Schwarz CE, et al. Repeatability of echocardiographic parameters to evaluate the hemodynamic relevance of patent ductus arteriosus in preterm infants: a prospective observational study. BMC Pediatrics. 2016;16(1):1-5. This also I found a little surprising, but maybe I shouldn’t have, measuring things with ultrasound in tiny preterm babies often approaches the limits of resolution of the technology. For example a study which tells you that the diameter of the PDA is 1.8 mm, if your cutoff for treatment is 1.6mm, should probably be repeated, by another person, who doesn’t know the results of the first study. The second study might give you such a different answer that you would change your treatment decision, and the same is true for all the indices of whether a PDA is significant or not.
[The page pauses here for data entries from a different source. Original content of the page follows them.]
//! System prompt assembly for action mode
//!
//! The instruction text and the response schema below are the contract the
//! model is held to. Changing either changes model behavior, so treat them
//! like a wire format.

use std::collections::BTreeMap;
use std::sync::OnceLock;

use serde::Serialize;
use serde_json::{json, Value};

/// Shown instead of the entity overview when nothing is exposed
pub const NO_ENTITIES_PROMPT: &str = "Only if the user wants to control a device, tell them to \
expose entities to their voice assistant in Home Assistant.";

const ENTITY_OVERVIEW_HEADER: &str = "An overview of the areas and the devices in this smart home:";

/// Response grammar, usage rules and per-domain cheat-sheet
pub const ACTION_INSTRUCTIONS: &str = r#"You can control devices in the user's smart home.
Always answer with a single JSON object and nothing else, using this format:

{
  "response": "<what you say to the user, plain text, no markdown>",
  "actions": [
    {
      "domain": "<entity domain, e.g. light>",
      "service": "<service name, e.g. turn_on>",
      "target": "<entity_id, e.g. light.kitchen>",
      "data": {<extra service data>} or null,
      "delay_seconds": <seconds to wait before running> or null
    }
  ] or null
}

Rules:
- Only use entity_ids listed in the smart home overview below. Never invent entity_ids.
- Use "actions": null when the user does not ask to change anything (questions, small talk, state queries).
- "response" must describe what you did or will do, in the user's language.
- Put one action per entity. To control several entities, add several actions.
- Actions run in the order they appear in the list.
- Use "delay_seconds" only when the user asks for something to happen later or for a limited time.

Timing examples:
- "Turn on the kitchen light for 30 minutes" means two actions: light.turn_on on light.kitchen with "delay_seconds": null, then light.turn_off on light.kitchen with "delay_seconds": 1800.
- "Turn off the fan in 10 minutes" means one action: fan.turn_off on the fan with "delay_seconds": 600.
- "Open the blinds for an hour" means cover.open_cover now and cover.close_cover with "delay_seconds": 3600.

Common services:
- light: turn_on (data: brightness_pct 0-100, color_temp_kelvin, rgb_color [r, g, b], transition), turn_off, toggle
- switch, fan, input_boolean: turn_on, turn_off, toggle; fan also set_percentage (data: percentage 0-100)
- climate: set_temperature (data: temperature), set_hvac_mode (data: hvac_mode heat|cool|auto|off), turn_on, turn_off
- cover: open_cover, close_cover, stop_cover, set_cover_position (data: position 0-100)
- lock: lock, unlock
- media_player: media_play, media_pause, media_stop, media_next_track, media_previous_track, volume_set (data: volume_level 0.0-1.0), volume_mute (data: is_volume_muted true|false), turn_on, turn_off
- scene: turn_on
- script: turn_on
- vacuum: start, stop, return_to_base
- button, input_button: press"#;

/// Structured-output directive sent with every action-mode request
pub fn action_response_format() -> &'static Value {
    static FORMAT: OnceLock<Value> = OnceLock::new();
    FORMAT.get_or_init(|| {
        json!({
            "type": "json_schema",
            "json_schema": {
                "name": "home_assistant_response",
                "strict": true,
                "schema": {
                    "type": "object",
                    "properties": {
                        "response": {"type": "string"},
                        "actions": {
                            "type": ["array", "null"],
                            "items": {
                                "type": "object",
                                "properties": {
                                    "domain": {"type": "string"},
                                    "service": {"type": "string"},
                                    "target": {"type": "string"},
                                    "data": {"type": ["object", "null"]},
                                    "delay_seconds": {"type": ["number", "null"]}
                                },
                                "required": ["domain", "service", "target", "data"],
                                "additionalProperties": false
                            }
                        }
                    },
                    "required": ["response", "actions"],
                    "additionalProperties": false
                }
            }
        })
    })
}

/// An entity the user made visible to the assistant
#[derive(Debug, Clone, PartialEq, Serialize)]
pub struct ExposedEntity {
    #[serde(skip)]
    pub entity_id: String,
    pub names: String,
    pub domain: String,
    pub state: String,
    #[serde(skip_serializing_if = "Option::is_none")]
    pub areas: Option<String>,
}

#[derive(Serialize)]
struct EntityOverview<'a> {
    entities: BTreeMap<&'a str, &'a ExposedEntity>,
}

/// Render the smart home overview, sorted by entity id, at most `limit` entries
pub fn entity_context(entities: &[ExposedEntity], limit: usize) -> String {
    if entities.is_empty() || limit == 0 {
        return NO_ENTITIES_PROMPT.to_string();
    }

    let mut sorted: Vec<&ExposedEntity> = entities.iter().collect();
    sorted.sort_by(|a, b| a.entity_id.cmp(&b.entity_id));
    if sorted.len() > limit {
        log::warn!(
            "{} exposed entities, only the first {} are described to the model",
            sorted.len(),
            limit
        );
        sorted.truncate(limit);
    }

    let overview = EntityOverview {
        entities: sorted
            .into_iter()
            .map(|e| (e.entity_id.as_str(), e))
            .collect(),
    };

    match serde_yaml::to_string(&overview) {
        Ok(yaml) => format!("{ENTITY_OVERVIEW_HEADER}\n{yaml}"),
        Err(err) => {
            log::warn!("Could not render entity overview: {err}");
            NO_ENTITIES_PROMPT.to_string()
        }
    }
}

/// Known facts about where the home is
#[derive(Debug, Clone, Default, PartialEq)]
pub struct HomeLocation {
    pub latitude: Option<f64>,
    pub longitude: Option<f64>,
    pub country: Option<String>,
}

fn round3(value: f64) -> f64 {
    (value * 1000.0).round() / 1000.0
}

/// Location block, `None` when nothing is known
pub fn home_location_prompt(location: &HomeLocation) -> Option<String> {
    let mut parts = Vec::new();

    if let (Some(lat), Some(lon)) = (location.latitude, location.longitude) {
        parts.push(format!("Coordinates: {},{}", round3(lat), round3(lon)));
    }
    if let Some(country) = location.country.as_deref().filter(|c| !c.is_empty()) {
        parts.push(format!("Country: {country}"));
    }

    if parts.is_empty() {
        return None;
    }
    Some(format!(
        "User's home location information:\n{}",
        parts.join("\n")
    ))
}

/// Merge the location block with a caller-supplied extra prompt
pub fn extra_system_prompt(location: Option<&str>, caller: Option<&str>) -> Option<String> {
    let parts: Vec<&str> = [location, caller]
        .into_iter()
        .flatten()
        .filter(|p| !p.is_empty())
        .collect();

    (!parts.is_empty()).then(|| parts.join("\n"))
}

/// Extra system prompt for an action-mode turn
pub fn build_system_addendum(
    base: Option<&str>,
    grammar: &str,
    entities: &[ExposedEntity],
    limit: usize,
) -> String {
    let mut parts: Vec<String> = Vec::with_capacity(3);
    if let Some(base) = base.filter(|b| !b.is_empty()) {
        parts.push(base.to_string());
    }
    parts.push(grammar.to_string());
    parts.push(entity_context(entities, limit));
    parts.join("\n")
}

#[cfg(test)]
mod tests {
    use super::*;

    fn entity(id: &str, name: &str, state: &str, area: Option<&str>) -> ExposedEntity {
        ExposedEntity {
            entity_id: id.to_string(),
            names: name.to_string(),
            domain: id.split('.').next().unwrap().to_string(),
            state: state.to_string(),
            areas: area.map(str::to_string),
        }
    }

    #[test]
    fn test_entity_context_lists_entities() {
        let entities = vec![
            entity(
                "light.living_room",
                "living room",
                "on",
                Some("Living Room"),
            ),
            entity("lock.front_door", "front door", "locked", None),
        ];
        let context = entity_context(&entities, 10);

        assert!(context.starts_with(ENTITY_OVERVIEW_HEADER));
        let entity_yaml =
            "entities:\n  light.living_room:\n    names: living room\n    domain: light\n";
        assert!(context.contains(entity_yaml));
        assert!(context.contains("areas: Living Room"));
        assert!(context.contains("lock.front_door:"));
    }

    #[test]
    fn test_entity_context_is_sorted_and_limited() {
        let entities = vec![
            entity("switch.b", "b", "on", None),
            entity("light.a", "a", "on", None),
            entity("switch.c", "c", "on", None),
        ];
        let context = entity_context(&entities, 2);

        let a = context.find("light.a").unwrap();
        let b = context.find("switch.b").unwrap();
        assert!(a < b);
        assert!(!context.contains("switch.c"));
    }

    #[test]
    fn test_entity_context_empty() {
        assert_eq!(entity_context(&[], 50), NO_ENTITIES_PROMPT);
    }

    #[test]
    fn test_entity_context_is_deterministic() {
        let entities = vec![
            entity("light.a", "a", "on", None),
            entity("fan.b", "b", "off", Some("Attic")),
        ];
        let reversed: Vec<_> = entities.iter().rev().cloned().collect();
        assert_eq!(entity_context(&entities, 10), entity_context(&reversed, 10));
    }

    #[test]
    fn test_home_location_prompt() {
        let location = HomeLocation {
            latitude: Some(52.520008),
            longitude: Some(13.404954),
            country: Some("DE".to_string()),
        };
        assert_eq!(
            home_location_prompt(&location).unwrap(),
            "User's home location information:\nCoordinates: 52.52,13.405\nCountry: DE"
        );
    }

    #[test]
    fn test_home_location_prompt_partial_and_empty() {
        let country_only = HomeLocation {
            country: Some("NL".to_string()),
            ..Default::default()
        };
        assert_eq!(
            home_location_prompt(&country_only).unwrap(),
            "User's home location information:\nCountry: NL"
        );

        let latitude_only = HomeLocation {
            latitude: Some(1.0),
            ..Default::default()
        };
        assert_eq!(home_location_prompt(&latitude_only), None);
        assert_eq!(home_location_prompt(&HomeLocation::default()), None);
    }

    #[test]
    fn test_extra_system_prompt() {
        assert_eq!(extra_system_prompt(None, None), None);
        assert_eq!(extra_system_prompt(Some("loc"), None).unwrap(), "loc");
        assert_eq!(
            extra_system_prompt(Some("loc"), Some("extra")).unwrap(),
            "loc\nextra"
        );
        assert_eq!(
            extra_system_prompt(Some(""), Some("extra")).unwrap(),
            "extra"
        );
    }

    #[test]
    fn test_build_system_addendum() {
        let entities = vec![entity("light.a", "a", "on", None)];
        let addendum = build_system_addendum(Some("Be brief."), ACTION_INSTRUCTIONS, &entities, 10);

        assert!(addendum.starts_with("Be brief.\n"));
        assert!(addendum.contains(ACTION_INSTRUCTIONS));
        assert!(addendum.ends_with(&entity_context(&entities, 10)));

        let no_base = build_system_addendum(None, ACTION_INSTRUCTIONS, &[], 10);
        let expected = format!("{ACTION_INSTRUCTIONS}\n{NO_ENTITIES_PROMPT}");
        assert_eq!(no_base, expected);
    }

    #[test]
    fn test_timing_examples_only_use_their_domain_data() {
        let examples: Vec<&str> = ACTION_INSTRUCTIONS
            .lines()
            .skip_while(|line| *line != "Timing examples:")
            .skip(1)
            .take_while(|line| line.starts_with("- "))
            .collect();

        assert_eq!(examples.len(), 3);
        let cover = examples
            .iter()
            .find(|line| line.contains("cover.open_cover"))
            .unwrap();
        assert!(cover.starts_with("- \"Open the blinds for an hour\""));
        assert!(!cover.contains("brightness"));
    }

    #[test]
    fn test_action_response_format_shape() {
        let format = action_response_format();
        let schema = &format["json_schema"]["schema"];

        assert_eq!(format["type"], "json_schema");
        assert_eq!(schema["additionalProperties"], false);
        assert_eq!(schema["required"], json!(["response", "actions"]));
        assert_eq!(
            schema["properties"]["actions"]["items"]["required"],
            json!(["domain", "service", "target", "data"])
        );
        assert_eq!(
            schema["properties"]["actions"]["items"]["additionalProperties"],
            false
        );
    }
}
Baxter B, et al. Neonatal lumbar puncture: are clinical landmarks accurate? Archives of Disease in Childhood – Fetal and Neonatal Edition. 2016. This study also makes me question what I do, the usual landmark for doing an LP, the line between the 2 iliac crests, is a very poor indicator of the lumbar segment, and a worryingly poor indicator of the end of the spinal cord. Makes me wonder if we should find another anatomic landmark, or whether we should routinely do a spinal ultrasound to find the right point.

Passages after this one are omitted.